=== WORK REQUIRED ===
Find and copy each line of the data that includes "warn".

(Stored data entries)
//! Runs one player's side of a game to completion.

use std::time::Duration;

use client_blockchain_core::GameId;
use game_core::{GameSession, Phase, PlayerRole, Shot};
use tokio::sync::oneshot;
use tracing::{debug, info, warn};

use crate::config::RuntimeConfig;
use crate::error::{Result, TurnError};
use crate::protocol::TurnProtocol;

/// How the player enters the game.
#[derive(Debug)]
pub enum Seat {
    /// Open a new game; optionally tell someone its id.
    Host {
        announce: Option<oneshot::Sender<GameId>>,
    },
    /// Join an open game.
    Guest { game: GameId },
}

/// Final state of a finished game from one player's side.
#[derive(Clone, Copy, Debug, PartialEq, Eq)]
pub struct GameOutcome {
    pub game: GameId,
    pub role: PlayerRole,
    pub winner: PlayerRole,
    /// Nonce of the last shot of the game.
    pub final_nonce: u64,
    pub hits_landed: usize,
    pub hits_taken: usize,
}

impl GameOutcome {
    pub fn won(&self) -> bool {
        self.role == self.winner
    }
}

pub struct PlayerDriver {
    protocol: TurnProtocol,
    poll_interval: Duration,
    /// Consecutive desyncs or transient read failures tolerated.
    max_recoveries: u32,
}

impl PlayerDriver {
    pub fn new(protocol: TurnProtocol, config: &RuntimeConfig) -> Self {
        Self {
            protocol: protocol.with_retry(config.retry),
            poll_interval: config.poll_interval,
            max_recoveries: config.retry.max_retries,
        }
    }

    pub fn protocol(&self) -> &TurnProtocol {
        &self.protocol
    }

    /// Takes the seat, then polls the ledger and acts whenever the session
    /// says it is this player's move.
    pub async fn run(mut self, seat: Seat) -> Result<GameOutcome> {
        let role = self.protocol.role();
        let game = match seat {
            Seat::Host { announce } => {
                let game = self.protocol.new_game().await?;
                if let Some(tx) = announce {
                    if tx.send(game).is_err() {
                        debug!(%game, "Nobody is waiting for the game id");
                    }
                }
                game
            }
            Seat::Guest { game } => {
                self.protocol.join_game(game).await?;
                game
            }
        };

        let mut recoveries = 0;
        loop {
            let session = match self.fetch(game).await {
                Ok(session) => session,
                Err(err) if err.is_retriable() && recoveries < self.max_recoveries => {
                    recoveries += 1;
                    warn!(%game, error = %err, "Ledger read failed, polling again");
                    tokio::time::sleep(self.poll_interval).await;
                    continue;
                }
                Err(err) => return Err(err),
            };

            if session.is_finished() {
                self.protocol.observe_finished();
                return outcome(game, role, &session);
            }

            if session.to_move() != Some(role) {
                tokio::time::sleep(self.poll_interval).await;
                continue;
            }

            match self.act(&session).await {
                Ok(()) => recoveries = 0,
                Err(err @ TurnError::Desync { .. }) if recoveries < self.max_recoveries => {
                    recoveries += 1;
                    warn!(%game, error = %err, "Desynchronized, re-reading the ledger");
                    let fresh = self.fetch(game).await?;
                    self.protocol.resync(&fresh);
                }
                Err(err) => return Err(err),
            }
        }
    }

    async fn act(&mut self, session: &GameSession) -> Result<()> {
        if session.phase == Phase::AwaitingFirstTurn {
            self.protocol.first_turn().await?;
            return Ok(());
        }
        if let Some(pending) = session.pending_shot() {
            let outcome = self
                .protocol
                .respond(Shot::new(pending.nonce, pending.coord))
                .await?;
            debug!(?outcome, "Responded to shot");
        }
        Ok(())
    }

    async fn fetch(&self, game: GameId) -> Result<GameSession> {
        self.protocol
            .ledger()
            .query_game(game)
            .await?
            .map(|on_chain| on_chain.session)
            .ok_or(TurnError::UnknownGame(game))
    }
}

fn outcome(game: GameId, role: PlayerRole, session: &GameSession) -> Result<GameOutcome> {
    let winner = session.winner.ok_or(TurnError::OutOfOrder {
        action: "read outcome",
        phase: session.phase,
    })?;
    let outcome = GameOutcome {
        game,
        role,
        winner,
        final_nonce: session.turn_nonce,
        hits_landed: session.hits_on(role.opponent()),
        hits_taken: session.hits_on(role),
    };
    info!(
        %game,
        ?role,
        ?winner,
        final_nonce = outcome.final_nonce,
        "Game finished"
    );
    Ok(outcome)
}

=== REPLY TO THE TASK ===
use tracing::{debug, info, warn};
                    warn!(%game, error = %err, "Ledger read failed, polling again");
                    warn!(%game, error = %err, "Desynchronized, re-reading the ledger");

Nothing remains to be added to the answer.